From be78b4327b930e89266085f1844db25ed3884c7d Mon Sep 17 00:00:00 2001
From: =?UTF-8?q?Bj=C3=B6rn=20Benouarets?= <bbenouarets@proton.me>
Date: Wed, 16 Jul 2025 10:01:12 +0200
Subject: [PATCH] feat: Add script to add user to a local ad group with license
 check

---
 powershell/add-usertosubgroupwithlicense.ps1 | 29 ++++++++++++++++++++
 1 file changed, 29 insertions(+)
 create mode 100644 powershell/add-usertosubgroupwithlicense.ps1

diff --git a/powershell/add-usertosubgroupwithlicense.ps1 b/powershell/add-usertosubgroupwithlicense.ps1
new file mode 100644
index 0000000..710f677
--- /dev/null
+++ b/powershell/add-usertosubgroupwithlicense.ps1
@@ -0,0 +1,29 @@
+$dn = "DC=secnex,DC=local"
+# Object with all license and sub groups
+$license_groups = @{
+    "E3" = "Subgroup E3"
+    "F3" = "Subgroup F3"
+}
+$application_group = "Application Group"
+$user = "User"
+
+# Check if user is member of one of the license groups
+foreach ($license_group in $license_groups.Keys) {
+    $user_is_member = Get-ADGroupMember -Identity $license_group -SearchBase $dn -Filter {SamAccountName -eq $user}
+
+    if ($user_is_member) {
+        Write-Host "User is already a member of the license group! Adding user to sub group..."    

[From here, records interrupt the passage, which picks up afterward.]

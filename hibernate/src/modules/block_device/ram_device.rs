/*
 *  Copyright (C) 2025  Markus Elias Gerber
 *
 *  This program is free software: you can redistribute it and/or modify
 *  it under the terms of the GNU General Public License as published by
 *  the Free Software Foundation, either version 3 of the License, or
 *  (at your option) any later version.
 *
 *  This program is distributed in the hope that it will be useful,
 *  but WITHOUT ANY WARRANTY; without even the implied warranty of
 *  MERCHANTABILITY or FITNESS FOR A PARTICULAR PURPOSE.  See the
 *  GNU General Public License for more details.
 *
 *  You should have received a copy of the GNU General Public License
 *  along with this program.  If not, see <https://www.gnu.org/licenses/>.
 */

use super::BlockDeviceModule;
use crate::PAGE_SIZE;

/// Block device kept in RAM. Counts accesses and can be told to fail.
pub struct RamBlockDevice {
    data: Vec<u8>,
    reads: usize,
    writes: usize,

    /// writes fail once this many writes succeeded
    fail_after_writes: Option<usize>,

    /// reads of this block fail
    fail_read_block: Option<usize>,
}

impl RamBlockDevice {
    pub fn new(blocks: usize) -> Self {
        Self {
            data: vec![0u8; blocks * PAGE_SIZE],
            reads: 0,
            writes: 0,
            fail_after_writes: None,
            fail_read_block: None,
        }
    }

    pub fn read_count(&self) -> usize {
        self.reads
    }

    pub fn write_count(&self) -> usize {
        self.writes
    }

    pub fn fail_after_writes(&mut self, writes: Option<usize>) {
        self.fail_after_writes = writes;
    }

    pub fn fail_read_block(&mut self, block: Option<usize>) {
        self.fail_read_block = block;
    }

    /// Raw view of one block, bypassing counters and failure injection
    pub fn block(&self, index: usize) -> &[u8] {
        &self.data[index * PAGE_SIZE..(index + 1) * PAGE_SIZE]
    }

    /// Raw mutable view of one block, bypassing counters and failure injection
    pub fn block_mut(&mut self, index: usize) -> &mut [u8] {
        &mut self.data[index * PAGE_SIZE..(index + 1) * PAGE_SIZE]
    }
}

impl BlockDeviceModule for RamBlockDevice {
    fn read_block(&mut self, index: usize, dest: &mut [u8]) -> Result<(), ()> {
        debug_assert_eq!(dest.len(), PAGE_SIZE);
        if index >= self.block_count() || self.fail_read_block == Some(index) {
            return Err(());
        }

        self.reads += 1;
        dest.copy_from_slice(self.block(index));
        Ok(())
    }

    fn write_block(&mut self, index: usize, src: &[u8]) -> Result<(), ()> {
        debug_assert_eq!(src.len(), PAGE_SIZE);
        if index >= self.block_count() {
            return Err(());
        }
        if let Some(limit) = self.fail_after_writes {
            if self.writes >= limit {
                return Err(());
            }
        }

        self.writes += 1;
        self.block_mut(index).copy_from_slice(src);
        Ok(())
    }

    fn block_count(&self) -> usize {
        self.data.len() / PAGE_SIZE
    }
}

+        Add-ADGroupMember -Identity $license_groups[$license_group] -Members $user -Confirm:$false
+    } else {
+        Write-Host "User is not a member of the license group!"
+    }
+}
+
+# Check if user is member of application group
+$user_is_member = Get-ADGroupMember -Identity $application_group -SearchBase $dn -Filter {SamAccountName -eq $user}
+
+if ($user_is_member) {
+    Write-Host "User is already a member of the application group!"
+} else {
+    Write-Host "User is not a member of the application group! Adding user to application group..."
+}
\ No newline at end of file